Of all the lines below, output only those starting at the one with "Scan header parsing" and ending at the one with "use indexmap::IndexMap;", both ends included, exactly as written.

■ **Records for this task**:
※ ※ ※

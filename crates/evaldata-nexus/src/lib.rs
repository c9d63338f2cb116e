//! evaldata NeXus containers
//!
//! A cache file consolidates every scan of a source into one NeXus-structured
//! container. This crate knows nothing about scans: it models the container
//! as a tree of groups, attributes and numeric datasets, and persists that
//! tree through a [`ContainerBackend`].
//!
//! # Layout
//!
//! ```text
//! NxFile (NXroot attrs)
//!  ├── entry1  (NXentry)
//!  │    ├── init_mopo (NXcollection)
//!  │    └── data      (NXdata)  delay, Monitor, Detector, ...
//!  └── entry2  (NXentry)
//! ```
//!
//! # Backends
//!
//! - [`JsonBackend`]: gzip-compressed JSON document, always available
//! - `Hdf5Backend`: native HDF5 file, behind the `hdf5` feature

#![warn(missing_docs)]
#![warn(unreachable_pub)]

pub mod backend;
pub mod error;
#[cfg(feature = "hdf5")]
pub mod h5;
pub mod json;
pub mod store;
pub mod tree;

pub use backend::{ContainerBackend, ContainerFormat, ReadDepth};
pub use error::{NexusError, NexusResult};
#[cfg(feature = "hdf5")]
pub use h5::Hdf5Backend;
pub use json::JsonBackend;
pub use store::NexusStore;
pub use tree::{AttrValue, Attributes, NxDataset, NxFile, NxGroup};

/// NX_class attribute name
pub const NX_CLASS: &str = "NX_class";
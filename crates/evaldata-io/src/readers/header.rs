//! Scan header parsing
//!
//! SPEC and PAL-XFEL files share one line-oriented layout: a block of `#`
//! header lines per scan followed by whitespace separated data records. Only
//! the header keywords differ, so one state machine runs over a keyword
//! table per [`Dialect`].
//!
//! ```text
//!             scan start                    data line
//!  Idle ─────────────────────▶ InHeader ─────────────────▶ Idle  (scan OK)
//!   ▲                           │   │ abort notice
//!   │                           │   └─────────────────────▶ Idle  (scan NODATA)
//!   │       scan start          │
//!   └───────────────────────────┘  (previous scan NODATA, new scan begins)
//! ```

use crate::error::ParseError;
use crate::readers::data::{first_number, parse_numbers};
use chrono::NaiveDateTime;
use evaldata_scan::{McaParams, RawLocation, ScanMeta, ScanNumber, ScanStatus};
use indexmap::IndexMap;
use once_cell::sync::Lazy;
use regex::Regex;
use std::io::BufRead;
use std::path::{Path, PathBuf};

static TIME_OF_DAY: Lazy<Regex> = Lazy::new(|| Regex::new(r"\d\d:\d\d:\d\d").expect("static regex is valid"));
static MULTI_BLANK: Lazy<Regex> = Lazy::new(|| Regex::new(r"\s+").expect("static regex is valid"));
static MULTI_BLANK2: Lazy<Regex> = Lazy::new(|| Regex::new(r"\s\s+").expect("static regex is valid"));
static SCAN_ABORTED: Lazy<Regex> =
    Lazy::new(|| Regex::new(r"#C[a-zA-Z0-9: .]*Scan aborted").expect("static regex is valid"));
static SCAN_RESUMED: Lazy<Regex> =
    Lazy::new(|| Regex::new(r"^#C[a-zA-Z0-9: .]*Scan resumed").expect("static regex is valid"));
static DATA_LINE: Lazy<Regex> = Lazy::new(|| Regex::new(r"^[+-]*\d").expect("static regex is valid"));

/// Date layouts tried for the timestamp, after blanks are collapsed
const DATE_FORMATS: &[&str] = &[
    "%a %b %d %H:%M:%S %Y",
    "%a %b %e %H:%M:%S %Y",
    "%Y-%m-%d %H:%M:%S",
    "%Y/%m/%d %H:%M:%S",
];

/// Meaning of a header keyword
#[derive(Debug, Clone, Copy, PartialEq, Eq)]
pub(crate) enum Keyword {
    /// Scan start; SPEC carries number and command, PAL-XFEL only the number
    ScanStart,
    Command,
    Date,
    IntTime,
    MotorNames,
    MotorValues,
    ColumnCount,
    ColumnNames,
    McaFormat,
    McaChannels,
    /// Resets the motor names of the file header
    FileReset,
    Comment,
}

/// Classified line
#[derive(Debug, Clone, Copy, PartialEq, Eq)]
pub(crate) enum Line<'a> {
    Blank,
    Aborted,
    Resumed,
    Error,
    Header(Keyword, &'a str),
    OtherHeader,
    Data,
    Other,
}

/// Keyword table of a header dialect
#[derive(Debug)]
pub(crate) struct Dialect {
    /// Dialect name for logs
    pub(crate) name: &'static str,
    /// Keyword prefixes, matched in order
    keywords: &'static [(&'static str, Keyword)],
    /// Keywords followed by an index (`#O0`, `#P1`)
    indexed: &'static [&'static str],
    /// Prefix of instrument error lines
    error_prefix: &'static str,
}

/// SPEC file dialect
pub(crate) static SPEC: Dialect = Dialect {
    name: "spec",
    keywords: &[
        ("#S", Keyword::ScanStart),
        ("#D", Keyword::Date),
        ("#T", Keyword::IntTime),
        ("#M", Keyword::IntTime),
        ("#O", Keyword::MotorNames),
        ("#P", Keyword::MotorValues),
        ("#N", Keyword::ColumnCount),
        ("#L", Keyword::ColumnNames),
        ("#@MCA", Keyword::McaFormat),
        ("#@CHANN", Keyword::McaChannels),
        ("#E", Keyword::FileReset),
        ("#C", Keyword::Comment),
    ],
    indexed: &["#O", "#P"],
    error_prefix: "MI:",
};

/// PAL-XFEL meta log dialect
pub(crate) static PAL_XFEL: Dialect = Dialect {
    name: "pal_xfel",
    keywords: &[
        ("#RUN", Keyword::ScanStart),
        ("#CMD", Keyword::Command),
        ("#TIM", Keyword::Date),
        ("#T", Keyword::IntTime),
        ("#MOT", Keyword::MotorNames),
        ("#VAL", Keyword::MotorValues),
        ("#N", Keyword::ColumnCount),
        ("#COL", Keyword::ColumnNames),
        ("#@MCA", Keyword::McaFormat),
        ("#@CHANN", Keyword::McaChannels),
        ("#E", Keyword::FileReset),
        ("#ATT", Keyword::Comment),
    ],
    indexed: &[],
    error_prefix: "MI:",
};

impl Dialect {
    /// Classify a trimmed line
    pub(crate) fn classify<'a>(&self, line: &'a str) -> Line<'a> {
        if line.is_empty() {
            return Line::Blank;
        }
        if SCAN_ABORTED.is_match(line) {
            return Line::Aborted;
        }
        if SCAN_RESUMED.is_match(line) {
            return Line::Resumed;
        }
        if line.starts_with(self.error_prefix) {
            return Line::Error;
        }
        if line.starts_with('#') {
            return self.header(line).map_or(Line::OtherHeader, |(k, rest)| Line::Header(k, rest));
        }
        if DATA_LINE.is_match(line) {
            return Line::Data;
        }
        Line::Other
    }

    /// Whether the line is a comment that may sit inside a data block
    pub(crate) fn is_comment(&self, line: &str) -> bool {
        matches!(self.header(line), Some((Keyword::Comment, _)))
    }

    fn header<'a>(&self, line: &'a str) -> Option<(Keyword, &'a str)> {
        let (prefix, keyword) = self
            .keywords
            .iter()
            .find(|(prefix, _)| line.starts_with(prefix))?;
        let mut rest = &line[prefix.len()..];
        if self.indexed.contains(prefix) {
            rest = rest.trim_start_matches(|c: char| c.is_ascii_digit());
        }
        Some((*keyword, rest.trim()))
    }
}

/// Scan header under construction
#[derive(Debug)]
struct Pending {
    number: ScanNumber,
    command: String,
    header_offset: u64,
    date: String,
    time: String,
    timestamp: Option<NaiveDateTime>,
    int_time: Option<f64>,
    /// Motor names from the scan header, replacing the file header names
    motor_names: Option<Vec<String>>,
    motor_values: Vec<f64>,
    column_count: Option<usize>,
    column_names: Vec<String>,
    mca_columns: Option<usize>,
    mca_channels: Option<(usize, i64, i64)>,
}

impl Pending {
    fn new(number: ScanNumber, command: String, header_offset: u64) -> Self {
        Self {
            number,
            command,
            header_offset,
            date: String::new(),
            time: String::new(),
            timestamp: None,
            int_time: None,
            motor_names: None,
            motor_values: Vec::new(),
            column_count: None,
            column_names: Vec::new(),
            mca_columns: None,
            mca_channels: None,
        }
    }
}

/// Result of one parse run
#[derive(Debug, Default)]
pub(crate) struct ParseOutcome {
    /// Scans completed in this run
    pub(crate) scans: Vec<ScanMeta>,
    /// Offset the next run starts at
    pub(crate) resume_offset: u64,
}

/// Header state machine
///
/// File header motor names survive between runs, everything else is local
/// to one run.
#[derive(Debug)]
pub(crate) struct HeaderParser {
    dialect: &'static Dialect,
    file_motors: Vec<String>,
}

impl HeaderParser {
    pub(crate) fn new(dialect: &'static Dialect) -> Self {
        Self {
            dialect,
            file_motors: Vec::new(),
        }
    }

    pub(crate) fn reset(&mut self) {
        self.file_motors.clear();
    }

    /// Parse from `start_offset` to the end of `reader`
    ///
    /// `reader` must be positioned at `start_offset` within `path`.
    pub(crate) fn parse<R: BufRead>(
        &mut self,
        path: &Path,
        mut reader: R,
        start_offset: u64,
    ) -> Result<ParseOutcome, ParseError> {
        let mut outcome = ParseOutcome::default();
        let mut pending: Option<Pending> = None;
        let mut offset = start_offset;
        let mut complete_end = start_offset;
        let mut buf = Vec::new();

        loop {
            buf.clear();
            let read = reader
                .read_until(b'\n', &mut buf)
                .map_err(|e| ParseError::io_error(path, e))?;
            if read == 0 {
                break;
            }
            let line_offset = offset;
            offset += read as u64;
            if buf.ends_with(b"\n") {
                complete_end = offset;
            }

            let text = String::from_utf8_lossy(&buf);
            let line = text.trim();

            match self.dialect.classify(line) {
                Line::Header(Keyword::FileReset, _) => {
                    self.file_motors.clear();
                }
                Line::Header(Keyword::MotorNames, rest) => {
                    let names = split_names(rest);
                    match pending.as_mut() {
                        Some(scan) => scan.motor_names.get_or_insert_with(Vec::new).extend(names),
                        None => self.file_motors.extend(names),
                    }
                }
                Line::Header(Keyword::ScanStart, rest) => {
                    if let Some(previous) = pending.take() {
                        tracing::debug!(
                            "Scan #{} in {} has no data before the next scan",
                            previous.number,
                            path.display()
                        );
                        outcome
                            .scans
                            .push(self.finish(previous, path, ScanStatus::NoData, None));
                    }
                    let (number, command) = parse_scan_start(rest)
                        .ok_or_else(|| ParseError::syntax_error(path, line_offset, format!("invalid scan start '{line}'")))?;
                    tracing::trace!("Found scan #{} in {}", number, path.display());
                    pending = Some(Pending::new(number, command, line_offset));
                }
                Line::Header(keyword, rest) => {
                    if let Some(scan) = pending.as_mut() {
                        apply_header(scan, keyword, rest);
                    }
                }
                Line::Aborted => {
                    if let Some(scan) = pending.take() {
                        outcome.scans.push(self.finish(
                            scan,
                            path,
                            ScanStatus::NoData,
                            Some(line_offset),
                        ));
                    }
                }
                Line::Data => {
                    if let Some(scan) = pending.take() {
                        outcome
                            .scans
                            .push(self.finish(scan, path, ScanStatus::Ok, Some(line_offset)));
                    }
                }
                Line::Blank | Line::Resumed | Line::Error | Line::OtherHeader | Line::Other => {}
            }
        }

        outcome.resume_offset = match (&pending, outcome.scans.last()) {
            (Some(scan), _) => scan.header_offset,
            (None, Some(last)) => last
                .location
                .as_ref()
                .map_or(complete_end, |loc| loc.header_offset),
            (None, None) => complete_end,
        };
        Ok(outcome)
    }

    fn finish(&self, scan: Pending, path: &Path, status: ScanStatus, data_offset: Option<u64>) -> ScanMeta {
        let names = scan.motor_names.unwrap_or_else(|| self.file_motors.clone());
        let init_motors: IndexMap<String, f64> =
            names.into_iter().zip(scan.motor_values).collect();

        let mca = scan.mca_columns.map(|columns_per_line| {
            let (channels, start, stop) = scan.mca_channels.unwrap_or((0, 0, 0));
            McaParams {
                columns_per_line,
                channels,
                start,
                stop,
            }
        });

        ScanMeta {
            number: scan.number,
            command: scan.command,
            date: scan.date,
            time: scan.time,
            timestamp: scan.timestamp,
            int_time: scan.int_time,
            init_motors,
            column_names: scan.column_names,
            status,
            mca,
            location: Some(RawLocation {
                file: PathBuf::from(path),
                header_offset: scan.header_offset,
                data_offset,
            }),
        }
    }
}

fn parse_scan_start(rest: &str) -> Option<(ScanNumber, String)> {
    let mut tokens = rest.split_whitespace();
    let number = tokens.next()?.parse().ok()?;
    let command = tokens.collect::<Vec<_>>().join(" ");
    Some((number, command))
}

fn apply_header(scan: &mut Pending, keyword: Keyword, rest: &str) {
    match keyword {
        Keyword::Command => scan.command = rest.to_string(),
        Keyword::Date => {
            scan.time = TIME_OF_DAY
                .find(rest)
                .map(|m| m.as_str().to_string())
                .unwrap_or_default();
            let collapsed = MULTI_BLANK.replace_all(rest, " ");
            scan.timestamp = DATE_FORMATS
                .iter()
                .find_map(|fmt| NaiveDateTime::parse_from_str(&collapsed, fmt).ok());
            let date = TIME_OF_DAY.replace(rest, "");
            scan.date = MULTI_BLANK.replace_all(&date, " ").trim().to_string();
        }
        Keyword::IntTime => {
            if scan.int_time.is_none() {
                scan.int_time = first_number(rest);
            }
        }
        Keyword::MotorValues => {
            for token in rest.split_whitespace() {
                match token.parse::<f64>() {
                    Ok(value) => scan.motor_values.push(value),
                    Err(_) => break,
                }
            }
        }
        Keyword::ColumnCount => scan.column_count = rest.split_whitespace().next().and_then(|n| n.parse().ok()),
        Keyword::ColumnNames => {
            let mut names: Vec<String> = MULTI_BLANK
                .split(rest)
                .filter(|s| !s.is_empty())
                .map(str::to_string)
                .collect();
            if scan.column_count.is_some_and(|n| names.len() > n) {
                names = split_names(rest);
            }
            scan.column_names = names;
        }
        Keyword::McaFormat => {
            #[allow(clippy::cast_possible_truncation, clippy::cast_sign_loss)]
            let columns = first_number(rest).map(|v| v.max(0.0) as usize);
            scan.mca_columns = columns;
        }
        Keyword::McaChannels => {
            let values = parse_numbers(rest);
            if values.len() >= 3 {
                #[allow(clippy::cast_possible_truncation, clippy::cast_sign_loss)]
                let channels = (values[0].max(0.0) as usize, values[1] as i64, values[2] as i64);
                scan.mca_channels = Some(channels);
            }
        }
        Keyword::ScanStart | Keyword::MotorNames | Keyword::FileReset | Keyword::Comment => {}
    }
}

/// Names separated by two or more blanks; single blanks belong to the name
fn split_names(rest: &str) -> Vec<String> {
    MULTI_BLANK2
        .split(rest.trim())
        .filter(|s| !s.is_empty())
        .map(str::to_string)
        .collect()
}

※ ※ ※

■ **Response to the exercise**:
//! Scan header parsing
//!
//! SPEC and PAL-XFEL files share one line-oriented layout: a block of `#`
//! header lines per scan followed by whitespace separated data records. Only
//! the header keywords differ, so one state machine runs over a keyword
//! table per [`Dialect`].
//!
//! ```text
//!             scan start                    data line
//!  Idle ─────────────────────▶ InHeader ─────────────────▶ Idle  (scan OK)
//!   ▲                           │   │ abort notice
//!   │                           │   └─────────────────────▶ Idle  (scan NODATA)
//!   │       scan start          │
//!   └───────────────────────────┘  (previous scan NODATA, new scan begins)
//! ```

use crate::error::ParseError;
use crate::readers::data::{first_number, parse_numbers};
use chrono::NaiveDateTime;
use evaldata_scan::{McaParams, RawLocation, ScanMeta, ScanNumber, ScanStatus};
use indexmap::IndexMap;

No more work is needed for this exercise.